Task requirements
Print the whole listing below again, exactly as given.

(Records shown)

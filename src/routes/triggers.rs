// SPDX-License-Identifier: MIT
// Copyright 2026 Roland Dreier <roland@rolandd.dev>

//! Trigger and job handlers.
//!
//! These are called by infrastructure (the document event source and an
//! external scheduler), not by the app. They are guarded by a secret path
//! segment; a mismatch answers `404` so the routes are not discoverable.

use crate::error::{AppError, Result};
use crate::services::{achievements, JobKind, TaskWrite};
use crate::AppState;
use axum::{
    extract::{Path, State},
    http::StatusCode,
    routing::post,
    Json, Router,
};
use chrono::Utc;
use std::sync::Arc;

pub fn routes() -> Router<Arc<AppState>> {
    Router::new()
        .route("/triggers/{uuid}/task-written", post(task_written))
        .route("/jobs/{uuid}/{job}", post(run_job))
}

fn check_path_uuid(state: &AppState, uuid: &str, route: &str) -> Result<()> {
    if uuid != state.config.trigger_path_uuid {
        tracing::warn!(
            received_uuid = %uuid,
            route,
            "Security Alert: Trigger path UUID mismatch"
        );
        return Err(AppError::NotFound("Not found".to_string()));
    }
    Ok(())
}

/// Handle one create/update/delete of a task document.
async fn task_written(
    State(state): State<Arc<AppState>>,
    Path(uuid): Path<String>,
    Json(write): Json<TaskWrite>,
) -> Result<StatusCode> {
    check_path_uuid(&state, &uuid, "task-written")?;

    tracing::debug!(task_id = %write.task_id, "Task write received");

    let report =
        achievements::on_task_written(&state.notifier, state.config.timezone, &write, Utc::now())
            .await?;

    if report.daily_completion.is_some() || report.project_completion.is_some() {
        tracing::info!(
            task_id = %write.task_id,
            daily = report.daily_completion.is_some(),
            project = report.project_completion.is_some(),
            "Task write produced achievements"
        );
    }

    Ok(StatusCode::NO_CONTENT)
}

/// Run one recurring job now and return its report.
async fn run_job(
    State(state): State<Arc<AppState>>,
    Path((uuid, job)): Path<(String, String)>,
) -> Result<Json<serde_json::Value>> {
    check_path_uuid(&state, &uuid, "jobs")?;

    let job = JobKind::parse(&job).ok_or_else(|| AppError::NotFound(format!("Job {}", job)))?;

    tracing::info!(job = job.name(), "Job invoked over HTTP");
    let report = job.run(&state.notifier, Utc::now()).await?;

    Ok(Json(report))
}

(End Records shown)

Written answer
filename src/routes/triggers.rs
// SPDX-License-Identifier: MIT
// Copyright 2026 Roland Dreier <roland@rolandd.dev>

//! Trigger and job handlers.
//!
//! These are called by infrastructure (the document event source and an
//! external scheduler), not by the app. They are guarded by a secret path
//! segment; a mismatch answers `404` so the routes are not discoverable.

use crate::error::{AppError, Result};
use crate::services::{achievements, JobKind, TaskWrite};
use crate::AppState;
use axum::{
    extract::{Path, State},
    http::StatusCode,
    routing::post,
    Json, Router,
};
use chrono::Utc;
use std::sync::Arc;

pub fn routes() -> Router<Arc<AppState>> {
    Router::new()
        .route("/triggers/{uuid}/task-written", post(task_written))
        .route("/jobs/{uuid}/{job}", post(run_job))
}

fn check_path_uuid(state: &AppState, uuid: &str, route: &str) -> Result<()> {
    if uuid != state.config.trigger_path_uuid {
        tracing::warn!(
            received_uuid = %uuid,
            route,
            "Security Alert: Trigger path UUID mismatch"
        );
        return Err(AppError::NotFound("Not found".to_string()));
    }
    Ok(())
}

/// Handle one create/update/delete of a task document.
async fn task_written(
    State(state): State<Arc<AppState>>,
    Path(uuid): Path<String>,
    Json(write): Json<TaskWrite>,
) -> Result<StatusCode> {
    check_path_uuid(&state, &uuid, "task-written")?;

    tracing::debug!(task_id = %write.task_id, "Task write received");

    let report =
        achievements::on_task_written(&state.notifier, state.config.timezone, &write, Utc::now())
            .await?;

    if report.daily_completion.is_some() || report.project_completion.is_some() {
        tracing::info!(
            task_id = %write.task_id,
            daily = report.daily_completion.is_some(),
            project = report.project_completion.is_some(),
            "Task write produced achievements"
        );
    }

    Ok(StatusCode::NO_CONTENT)
}

/// Run one recurring job now and return its report.
async fn run_job(
    State(state): State<Arc<AppState>>,
    Path((uuid, job)): Path<(String, String)>,
) -> Result<Json<serde_json::Value>> {
    check_path_uuid(&state, &uuid, "jobs")?;

    let job = JobKind::parse(&job).ok_or_else(|| AppError::NotFound(format!("Job {}", job)))?;

    tracing::info!(job = job.name(), "Job invoked over HTTP");
    let report = job.run(&state.notifier, Utc::now()).await?;

    Ok(Json(report))
}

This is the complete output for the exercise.